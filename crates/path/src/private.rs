// Builder bookkeeping shared with the canvas crate and the benches.
// Hidden from the docs and exempt from semver.

#[derive(Default, Copy, Clone, Debug, PartialEq)]
pub struct DebugValidator {
    #[cfg(debug_assertions)]
    in_subpath: bool,
}

impl DebugValidator {
    #[inline(always)]
    pub fn new() -> Self {
        Self::default()
    }

    #[inline(always)]
    pub fn begin(&mut self) {
        #[cfg(debug_assertions)]
        {
            assert!(!self.in_subpath, "multiple begin() calls without end()");
            self.in_subpath = true;
        }
    }

    #[inline(always)]
    pub fn end(&mut self) {
        #[cfg(debug_assertions)]
        {
            assert!(self.in_subpath, "end() called without begin()");
            self.in_subpath = false;
        }
    }

    #[inline(always)]
    pub fn edge(&self) {
        #[cfg(debug_assertions)]
        assert!(self.in_subpath, "edge operation is made before begin()");
    }

    #[inline(always)]
    pub fn build(self) {
        #[cfg(debug_assertions)]
        assert!(!self.in_subpath, "build() called before end()");
    }
}
//! Circular arcs approximated with quadratic bézier segments.
//!
//! Unlike full circles, arcs of arbitrary sweep are split into segments whose
//! arc length does not exceed `ArcOptions::max_segment_length`. The control point
//! of each quadratic segment is the intersection of the tangents to the circle
//! at both ends of the segment.
//!
//! Angles are in radians, going from the positive x axis toward the positive y
//! axis. The sweep can go in either direction.

use crate::builder::PathBuilder;
use crate::math::*;
use crate::Path;

use std::f32::consts::{FRAC_PI_2, PI};

/// Below this value the tangents at both ends of a segment are considered
/// parallel and the segment is emitted as a straight line.
const TANGENT_EPSILON: f32 = 1e-6;

/// Maximum number of segments emitted for a single arc.
pub const MAX_ARC_SEGMENTS: u32 = 1 << 16;

/// Parameters for the arc approximation.
#[derive(Copy, Clone, Debug, PartialEq)]
#[cfg_attr(feature = "serialization", derive(Serialize, Deserialize))]
pub struct ArcOptions {
    /// Maximum arc length of each emitted segment, in device units.
    ///
    /// Smaller values produce more segments. Non-positive values fall back to the
    /// default.
    ///
    /// Default value: `ArcOptions::DEFAULT_MAX_SEGMENT_LENGTH`.
    pub max_segment_length: f32,
}

impl ArcOptions {
    /// Default maximum segment length.
    pub const DEFAULT_MAX_SEGMENT_LENGTH: f32 = 20.0;

    pub const DEFAULT: Self = ArcOptions {
        max_segment_length: Self::DEFAULT_MAX_SEGMENT_LENGTH,
    };

    #[inline]
    pub fn max_segment_length(length: f32) -> Self {
        Self::DEFAULT.with_max_segment_length(length)
    }

    #[inline]
    pub const fn with_max_segment_length(mut self, length: f32) -> Self {
        self.max_segment_length = length;
        self
    }

    /// The angle covered by each segment for a given radius.
    ///
    /// Computed as `max_segment_length / (radius * π)` and clamped to `π / 2`, past
    /// which the tangent intersection would not make a reasonable control point.
    pub fn angle_per_segment(&self, radius: f32) -> f32 {
        let length = if self.max_segment_length > 0.0 {
            self.max_segment_length
        } else {
            Self::DEFAULT_MAX_SEGMENT_LENGTH
        };

        let angle = length / (radius.abs() * PI);
        if angle.is_nan() {
            return FRAC_PI_2;
        }

        angle.min(FRAC_PI_2)
    }
}

impl Default for ArcOptions {
    fn default() -> Self {
        Self::DEFAULT
    }
}

/// How the arc sub-path is shaped.
#[derive(Copy, Clone, Debug, PartialEq, Eq, Hash)]
#[cfg_attr(feature = "serialization", derive(Serialize, Deserialize))]
pub enum ArcStyle {
    /// Starts at the center, goes out to the circle, follows the arc and closes
    /// back to the center. Used for filled arcs.
    Pie,
    /// Starts on the circle and follows the arc without closing. Used for stroked
    /// arcs.
    Open,
}

/// Iterator over the `(start, end)` angles of the segments of an arc.
///
/// The last segment always ends exactly on the requested end angle.
#[derive(Clone, Debug)]
pub struct ArcSegments {
    start: f32,
    end: f32,
    step: f32,
    count: u32,
    index: u32,
}

impl ArcSegments {
    /// Number of segments left to produce.
    pub fn count_remaining(&self) -> u32 {
        self.count - self.index
    }
}

impl Iterator for ArcSegments {
    type Item = (f32, f32);

    fn next(&mut self) -> Option<(f32, f32)> {
        if self.index >= self.count {
            return None;
        }

        let a1 = self.start + self.step * self.index as f32;
        self.index += 1;
        let a2 = if self.index == self.count {
            self.end
        } else {
            self.start + self.step * self.index as f32
        };

        Some((a1, a2))
    }

    fn size_hint(&self) -> (usize, Option<usize>) {
        let n = self.count_remaining() as usize;
        (n, Some(n))
    }
}

/// Splits the sweep from `start` to `end` into segments.
///
/// Produces `ceil(|end - start| / angle_per_segment)` segments, at most
/// `MAX_ARC_SEGMENTS`. Past that limit the sweep is divided evenly between
/// `MAX_ARC_SEGMENTS` segments. A zero or non finite sweep produces none.
pub fn arc_segments(start: Angle, end: Angle, radius: f32, options: &ArcOptions) -> ArcSegments {
    let start = start.radians;
    let end = end.radians;
    let sweep = end - start;
    let angle_per_segment = options.angle_per_segment(radius);

    if !sweep.is_finite() || !start.is_finite() {
        return ArcSegments {
            start,
            end,
            step: 0.0,
            count: 0,
            index: 0,
        };
    }

    let mut count = (sweep.abs() / angle_per_segment).ceil();
    let mut step = angle_per_segment.copysign(sweep);
    if count > MAX_ARC_SEGMENTS as f32 {
        log::warn!(
            "arc of radius {} and sweep {} needs {} segments, capped to {}",
            radius,
            sweep,
            count,
            MAX_ARC_SEGMENTS
        );
        count = MAX_ARC_SEGMENTS as f32;
        step = sweep / count;
    }

    ArcSegments {
        start,
        end,
        step,
        count: count as u32,
        index: 0,
    }
}

/// The control point of the quadratic curve approximating the unit circle
/// between angles `a1` and `a2`, relative to the center.
///
/// Returns `None` when the tangents at both angles are parallel (the angles are
/// equal modulo π), in which case there is no intersection.
pub fn arc_control_point(a1: f32, a2: f32) -> Option<Vector> {
    let (sin1, cos1) = a1.sin_cos();
    let (sin2, cos2) = a2.sin_cos();
    let det = cos1 * sin2 - cos2 * sin1;
    if det.abs() < TANGENT_EPSILON {
        return None;
    }

    let div = 1.0 / det;
    Some(vector((sin2 - sin1) * div, -(cos2 - cos1) * div))
}

#[inline]
fn point_on_circle(center: Point, radius: f32, angle: f32) -> Point {
    let (sin, cos) = angle.sin_cos();
    center + vector(cos * radius, sin * radius)
}

/// Adds a sub-path approximating a circular arc.
///
/// There must be no sub-path in progress when this function is called.
/// When `start == end` no curve is emitted: a `Pie` arc degenerates to the line
/// between the center and the start point.
pub fn add_arc<Builder: PathBuilder>(
    builder: &mut Builder,
    center: Point,
    radius: f32,
    start: Angle,
    end: Angle,
    style: ArcStyle,
    options: &ArcOptions,
) {
    let segments = arc_segments(start, end, radius, options);
    builder.reserve(segments.count_remaining() as usize + 3);

    let first = point_on_circle(center, radius, start.radians);
    match style {
        ArcStyle::Pie => {
            builder.begin(center);
            builder.line_to(first);
        }
        ArcStyle::Open => {
            builder.begin(first);
        }
    }

    for (a1, a2) in segments {
        let to = point_on_circle(center, radius, a2);
        match arc_control_point(a1, a2) {
            Some(ctrl) => {
                builder.quadratic_bezier_to(center + ctrl * radius, to);
            }
            None => {
                builder.line_to(to);
            }
        }
    }

    builder.end(style == ArcStyle::Pie);
}

/// Builds a path containing a single arc.
///
/// See `add_arc`.
pub fn arc_path(
    center: Point,
    radius: f32,
    start: Angle,
    end: Angle,
    style: ArcStyle,
    options: &ArcOptions,
) -> Path {
    let mut builder = Path::builder();
    add_arc(&mut builder, center, radius, start, end, style, options);
    builder.build()
}

#[cfg(test)]
use crate::PathSegment;

#[test]
fn segment_count() {
    let options = ArcOptions::DEFAULT;
    let radius = 100.0;
    let step = options.angle_per_segment(radius);
    assert_eq!(step, 20.0 / (100.0 * PI));

    for &(start, end) in &[(0.0, 1.0), (0.0, PI), (0.5, 2.0 * PI), (-1.0, 0.25), (0.0, step * 3.0)] {
        let n = arc_segments(Angle::radians(start), Angle::radians(end), radius, &options).count();
        assert_eq!(n as f32, ((end - start) / step).ceil());
    }
}

#[test]
fn last_point_is_exact() {
    let options = ArcOptions::DEFAULT;
    let r = 150.0;
    for &(start, end) in &[(0.0f32, 1.0f32), (0.3, 2.9), (1.0, 6.0), (2.0, -1.0)] {
        let path = arc_path(
            point(0.0, 0.0),
            r,
            Angle::radians(start),
            Angle::radians(end),
            ArcStyle::Open,
            &options,
        );
        let (sin, cos) = end.sin_cos();
        assert_eq!(path.last_point(), Some(point(cos * r, sin * r)));
        assert_eq!(path.first_point(), Some(point(start.cos() * r, start.sin() * r)));
        assert!(!path.is_closed());
    }
}

#[test]
fn segments_stay_on_circle() {
    let center = point(200.0, 100.0);
    let r = 80.0;
    let path = arc_path(
        center,
        r,
        Angle::radians(0.2),
        Angle::radians(5.0),
        ArcStyle::Open,
        &ArcOptions::DEFAULT,
    );

    for segment in path.sample_segments() {
        for i in 0..=20 {
            let d = (segment.sample(i as f32 / 20.0) - center).length();
            assert!((d - r).abs() / r < 2e-3, "distance {} for radius {}", d, r);
        }
    }
}

#[test]
fn pie_starts_at_center_and_closes() {
    let center = point(10.0, 10.0);
    let path = arc_path(
        center,
        50.0,
        Angle::radians(0.0),
        Angle::radians(FRAC_PI_2),
        ArcStyle::Pie,
        &ArcOptions::DEFAULT,
    );
    let segments = path.segments();
    assert_eq!(segments[0], PathSegment::MoveTo(center));
    assert_eq!(segments[1], PathSegment::LineTo(point(60.0, 10.0)));
    assert_eq!(*segments.last().unwrap(), PathSegment::Close);
    // 1 move, 1 line, n curves, 1 close
    let n = ((FRAC_PI_2) / ArcOptions::DEFAULT.angle_per_segment(50.0)).ceil() as usize;
    assert_eq!(segments.len(), n + 3);
}

#[test]
fn zero_sweep_degenerates_to_radius() {
    let center = point(0.0, 0.0);
    let path = arc_path(
        center,
        10.0,
        Angle::radians(0.0),
        Angle::radians(0.0),
        ArcStyle::Pie,
        &ArcOptions::DEFAULT,
    );
    assert_eq!(
        path.segments(),
        &[
            PathSegment::MoveTo(center),
            PathSegment::LineTo(point(10.0, 0.0)),
            PathSegment::Close,
        ][..]
    );
}

#[test]
fn control_point_quarter_circle() {
    let ctrl = arc_control_point(0.0, FRAC_PI_2).unwrap();
    assert!((ctrl - vector(1.0, 1.0)).length() < 1e-5);

    // Going the other way around gives the same intersection.
    let ctrl = arc_control_point(FRAC_PI_2, 0.0).unwrap();
    assert!((ctrl - vector(1.0, 1.0)).length() < 1e-5);
}

#[test]
fn control_point_coincident_angles() {
    assert_eq!(arc_control_point(1.0, 1.0), None);
    assert_eq!(arc_control_point(0.0, PI), None);
}

#[test]
fn no_nan_for_tiny_segments() {
    let path = arc_path(
        point(0.0, 0.0),
        1.0e6,
        Angle::radians(0.0),
        Angle::radians(1e-7),
        ArcStyle::Open,
        &ArcOptions::DEFAULT,
    );
    for segment in path.iter() {
        if let PathSegment::QuadTo { ctrl, to } = segment {
            assert!(ctrl.x.is_finite() && ctrl.y.is_finite());
            assert!(to.x.is_finite() && to.y.is_finite());
        }
    }
    assert_eq!(path.len(), 2);
}

#[test]
fn small_radius_is_clamped() {
    let options = ArcOptions::DEFAULT;
    assert_eq!(options.angle_per_segment(1.0), FRAC_PI_2);
    assert_eq!(options.angle_per_segment(0.0), FRAC_PI_2);
    assert_eq!(arc_segments(Angle::radians(0.0), Angle::radians(PI), 1.0, &options).count(), 2);
}

#[test]
fn options() {
    let options = ArcOptions::max_segment_length(5.0);
    assert_eq!(options.max_segment_length, 5.0);
    assert!(options.angle_per_segment(100.0) < ArcOptions::DEFAULT.angle_per_segment(100.0));
    assert_eq!(
        ArcOptions::max_segment_length(-1.0).angle_per_segment(100.0),
        ArcOptions::DEFAULT.angle_per_segment(100.0)
    );
    assert_eq!(ArcOptions::default(), ArcOptions::DEFAULT);
}

#[cfg(test)]
#[test_log::test]
fn huge_arcs_are_capped() {
    let options = ArcOptions::DEFAULT;
    let (start, end) = (0.0, 1.0e6);
    let segments = arc_segments(Angle::radians(start), Angle::radians(end), 1.0e6, &options);
    assert_eq!(segments.count_remaining(), MAX_ARC_SEGMENTS);

    let step = (end - start) / MAX_ARC_SEGMENTS as f32;
    let pairs: Vec<(f32, f32)> = segments.collect();
    assert_eq!(pairs.len(), MAX_ARC_SEGMENTS as usize);
    assert_eq!(pairs[0], (0.0, step));
    assert_eq!(pairs.last().unwrap().1, end);
    // No segment covers more than its share of the sweep.
    for &(a1, a2) in &pairs {
        assert!((a2 - a1 - step).abs() < 1.0, "{} {}", a1, a2);
    }
}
══════════
§ What to work on
Give back exactly the lines from the beginning of the records through the line containing "the positive y", and only those.

§ Your response
filename crates/path/src/private.rs
// Builder bookkeeping shared with the canvas crate and the benches.
// Hidden from the docs and exempt from semver.

#[derive(Default, Copy, Clone, Debug, PartialEq)]
pub struct DebugValidator {
    #[cfg(debug_assertions)]
    in_subpath: bool,
}

impl DebugValidator {
    #[inline(always)]
    pub fn new() -> Self {
        Self::default()
    }

    #[inline(always)]
    pub fn begin(&mut self) {
        #[cfg(debug_assertions)]
        {
            assert!(!self.in_subpath, "multiple begin() calls without end()");
            self.in_subpath = true;
        }
    }

    #[inline(always)]
    pub fn end(&mut self) {
        #[cfg(debug_assertions)]
        {
            assert!(self.in_subpath, "end() called without begin()");
            self.in_subpath = false;
        }
    }

    #[inline(always)]
    pub fn edge(&self) {
        #[cfg(debug_assertions)]
        assert!(self.in_subpath, "edge operation is made before begin()");
    }

    #[inline(always)]
    pub fn build(self) {
        #[cfg(debug_assertions)]
        assert!(!self.in_subpath, "build() called before end()");
    }
}
//! Circular arcs approximated with quadratic bézier segments.
//!
//! Unlike full circles, arcs of arbitrary sweep are split into segments whose
//! arc length does not exceed `ArcOptions::max_segment_length`. The control point
//! of each quadratic segment is the intersection of the tangents to the circle
//! at both ends of the segment.
//!
//! Angles are in radians, going from the positive x axis toward the positive y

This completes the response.